//! Wire (de)serialization for shared variables
//!
//! A [`LineCodec`] turns values into protocol lines and back, and decides
//! which inbound lines belong to its variable. Scheme implementations
//! compose codecs: a framing codec (e.g. the Yamaha `@ZONE:FUNCTION=` frame
//! or a Denon command prefix) wraps a payload codec via [`ChildCodec`].

use crate::error::{AvrError, Result};
use crate::value::Value;
use std::sync::Arc;

/// Wire format of one shared variable
pub trait LineCodec: Send + Sync {
    /// Whether `line` shall be parsed with this codec
    fn matches(&self, line: &str) -> bool;

    /// The command that polls this variable, if it can be polled
    fn poll_cmd(&self) -> Option<String> {
        None
    }

    /// Transform a value into protocol lines
    fn serialize(&self, value: &Value) -> Vec<String>;

    /// Transform accumulated protocol data back into a value
    fn unserialize(&self, data: &[String]) -> Result<Value>;

    /// Whether `buf` contains all parts and can be unserialized
    fn is_complete(&self, buf: &[String]) -> bool {
        !buf.is_empty()
    }
}

fn decode_err(payload: &[String]) -> AvrError {
    AvrError::Decode {
        id: String::new(),
        payload: payload.join("|"),
    }
}

/// Plain integer payload
pub struct IntCodec;

impl LineCodec for IntCodec {
    fn matches(&self, line: &str) -> bool {
        line.trim().parse::<i64>().is_ok()
    }

    fn serialize(&self, value: &Value) -> Vec<String> {
        match value {
            Value::Int(i) => vec![i.to_string()],
            v => vec![v.to_string()],
        }
    }

    fn unserialize(&self, data: &[String]) -> Result<Value> {
        let s = data.first().ok_or_else(|| decode_err(data))?;
        s.trim()
            .parse::<i64>()
            .map(Value::Int)
            .map_err(|_| decode_err(data))
    }
}

/// Decimal payload rendered with a fixed number of fraction digits
pub struct DecimalCodec {
    pub decimals: usize,
}

impl LineCodec for DecimalCodec {
    fn matches(&self, line: &str) -> bool {
        line.trim().parse::<f64>().is_ok()
    }

    fn serialize(&self, value: &Value) -> Vec<String> {
        match value {
            Value::Decimal(d) => vec![format!("{:.*}", self.decimals, d)],
            Value::Int(i) => vec![format!("{:.*}", self.decimals, *i as f64)],
            v => vec![v.to_string()],
        }
    }

    fn unserialize(&self, data: &[String]) -> Result<Value> {
        let s = data.first().ok_or_else(|| decode_err(data))?;
        s.trim()
            .parse::<f64>()
            .map(Value::Decimal)
            .map_err(|_| decode_err(data))
    }
}

/// Payload translated through a wire-token table
///
/// `translation` maps wire tokens to the values presented upstream, e.g.
/// `("On", true)` for a boolean or `("HDMI1", "HDMI 1")` for a select.
pub struct TranslationCodec {
    translation: Vec<(String, Value)>,
}

impl TranslationCodec {
    pub fn new<W, V>(pairs: impl IntoIterator<Item = (W, V)>) -> Self
    where
        W: Into<String>,
        V: Into<Value>,
    {
        Self {
            translation: pairs
                .into_iter()
                .map(|(w, v)| (w.into(), v.into()))
                .collect(),
        }
    }

    /// The upstream-facing option list, for `VarKind::Select`
    pub fn options(&self) -> Vec<String> {
        self.translation
            .iter()
            .filter_map(|(_, v)| v.as_str().map(str::to_string))
            .collect()
    }
}

impl LineCodec for TranslationCodec {
    fn matches(&self, line: &str) -> bool {
        self.translation.iter().any(|(w, _)| w == line)
    }

    fn serialize(&self, value: &Value) -> Vec<String> {
        self.translation
            .iter()
            .find(|(_, v)| v == value)
            .map(|(w, _)| vec![w.clone()])
            .unwrap_or_else(|| vec![value.to_string()])
    }

    fn unserialize(&self, data: &[String]) -> Result<Value> {
        let s = data.first().ok_or_else(|| decode_err(data))?;
        self.translation
            .iter()
            .find(|(w, _)| w == s)
            .map(|(_, v)| v.clone())
            .ok_or_else(|| decode_err(data))
    }
}

/// Framing codec: `<prefix><payload>` on one line, polled with `<prefix>?`
///
/// `exclude` lists longer commands sharing the prefix that must not be
/// claimed, e.g. `MVMAX` under the Denon `MV` prefix.
pub struct PrefixCodec {
    pub prefix: String,
    pub exclude: Vec<String>,
}

impl PrefixCodec {
    pub fn new(prefix: impl Into<String>) -> Self {
        Self {
            prefix: prefix.into(),
            exclude: Vec::new(),
        }
    }

    pub fn exclude(mut self, prefix: impl Into<String>) -> Self {
        self.exclude.push(prefix.into());
        self
    }
}

impl LineCodec for PrefixCodec {
    fn matches(&self, line: &str) -> bool {
        line.starts_with(&self.prefix)
            && line != self.poll_cmd().as_deref().unwrap_or_default()
            && !self.exclude.iter().any(|e| line.starts_with(e.as_str()))
    }

    fn poll_cmd(&self) -> Option<String> {
        Some(format!("{}?", self.prefix))
    }

    fn serialize(&self, value: &Value) -> Vec<String> {
        vec![format!("{}{}", self.prefix, value)]
    }

    fn unserialize(&self, data: &[String]) -> Result<Value> {
        let s = data.first().ok_or_else(|| decode_err(data))?;
        s.strip_prefix(&self.prefix)
            .map(|p| Value::Str(p.trim_start().to_string()))
            .ok_or_else(|| decode_err(data))
    }
}

/// Codec for block parents: pollable, but carries no value of its own
pub struct PollCodec {
    pub poll: String,
}

impl LineCodec for PollCodec {
    fn matches(&self, _line: &str) -> bool {
        false
    }

    fn poll_cmd(&self) -> Option<String> {
        Some(self.poll.clone())
    }

    fn serialize(&self, _value: &Value) -> Vec<String> {
        Vec::new()
    }

    fn unserialize(&self, data: &[String]) -> Result<Value> {
        Err(decode_err(data))
    }
}

/// Composite codec: child encoding nested inside parent framing
///
/// The parent frames a field out of a line (or run of lines); the child
/// picks its value out of the parent-decoded payload.
pub struct ChildCodec {
    parent: Arc<dyn LineCodec>,
    inner: Arc<dyn LineCodec>,
}

impl ChildCodec {
    pub fn new(parent: Arc<dyn LineCodec>, inner: Arc<dyn LineCodec>) -> Self {
        Self { parent, inner }
    }

    fn payload(&self, line: &str) -> Option<String> {
        let decoded = self.parent.unserialize(&[line.to_string()]).ok()?;
        decoded.as_str().map(str::to_string)
    }
}

impl LineCodec for ChildCodec {
    fn matches(&self, line: &str) -> bool {
        self.parent.matches(line)
            && self
                .payload(line)
                .is_some_and(|p| self.inner.matches(&p))
    }

    fn poll_cmd(&self) -> Option<String> {
        self.parent.poll_cmd()
    }

    fn serialize(&self, value: &Value) -> Vec<String> {
        self.inner
            .serialize(value)
            .into_iter()
            .flat_map(|piece| self.parent.serialize(&Value::Str(piece)))
            .collect()
    }

    fn unserialize(&self, data: &[String]) -> Result<Value> {
        // Group data into the smallest chunks the parent calls complete,
        // decode each chunk through the parent, then hand the payload list
        // to the inner codec. A leftover tail is a decode failure.
        let mut buf: Vec<String> = Vec::new();
        let mut payloads: Vec<String> = Vec::new();
        for item in data {
            buf.push(item.clone());
            if self.parent.is_complete(&buf) {
                let decoded = self.parent.unserialize(&buf)?;
                payloads.push(decoded.as_str().unwrap_or_default().to_string());
                buf.clear();
            }
        }
        if !buf.is_empty() {
            return Err(decode_err(&buf));
        }
        self.inner.unserialize(&payloads)
    }

    fn is_complete(&self, buf: &[String]) -> bool {
        self.parent.is_complete(buf)
    }
}

#[cfg(test)]
mod tests {
    use super::*;

    fn yamaha_power() -> ChildCodec {
        let frame = Arc::new(crate::schemes::yamaha::FunctionFrame::new("MAIN", "PWR"));
        let inner = Arc::new(TranslationCodec::new([("On", true), ("Standby", false)]));
        ChildCodec::new(frame, inner)
    }

    #[test]
    fn translation_round_trip() {
        let c = TranslationCodec::new([("ON", true), ("STANDBY", false)]);
        for v in [true, false] {
            let wire = c.serialize(&Value::Bool(v));
            assert_eq!(c.unserialize(&wire).unwrap(), Value::Bool(v));
        }
    }

    #[test]
    fn prefix_round_trip_and_poll() {
        let c = PrefixCodec::new("MV").exclude("MVMAX");
        assert_eq!(c.poll_cmd().as_deref(), Some("MV?"));
        assert!(c.matches("MV50"));
        assert!(!c.matches("MV?"));
        assert!(!c.matches("MVMAX 86"));
        assert_eq!(
            c.unserialize(&["MV50".to_string()]).unwrap(),
            Value::Str("50".into())
        );
    }

    #[test]
    fn child_serializes_through_parent() {
        let c = yamaha_power();
        assert_eq!(c.serialize(&Value::Bool(true)), vec!["@MAIN:PWR=On"]);
        assert_eq!(c.poll_cmd().as_deref(), Some("@MAIN:PWR=?"));
    }

    #[test]
    fn child_matches_requires_both_layers() {
        let c = yamaha_power();
        assert!(c.matches("@MAIN:PWR=On"));
        // Frame matches but payload is not a known token
        assert!(!c.matches("@MAIN:PWR=?"));
        assert!(!c.matches("@MAIN:VOL=-20.0"));
    }

    #[test]
    fn child_unserialize_rejects_incomplete_tail() {
        let c = yamaha_power();
        assert_eq!(
            c.unserialize(&["@MAIN:PWR=Standby".to_string()]).unwrap(),
            Value::Bool(false)
        );
        assert!(c.unserialize(&["no frame here".to_string()]).is_err());
    }

    #[test]
    fn decimal_fixed_width() {
        let c = DecimalCodec { decimals: 1 };
        assert_eq!(c.serialize(&Value::Decimal(-20.5)), vec!["-20.5"]);
        assert_eq!(c.serialize(&Value::Decimal(3.0)), vec!["3.0"]);
        assert_eq!(
            c.unserialize(&["-20.5".to_string()]).unwrap(),
            Value::Decimal(-20.5)
        );
    }
}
# # # #
§ **Work task**
Out of the records above, pull each line containing the word "crate".

§ **Answer for the task**
use crate::error::{AvrError, Result};
use crate::value::Value;
        let frame = Arc::new(crate::schemes::yamaha::FunctionFrame::new("MAIN", "PWR"));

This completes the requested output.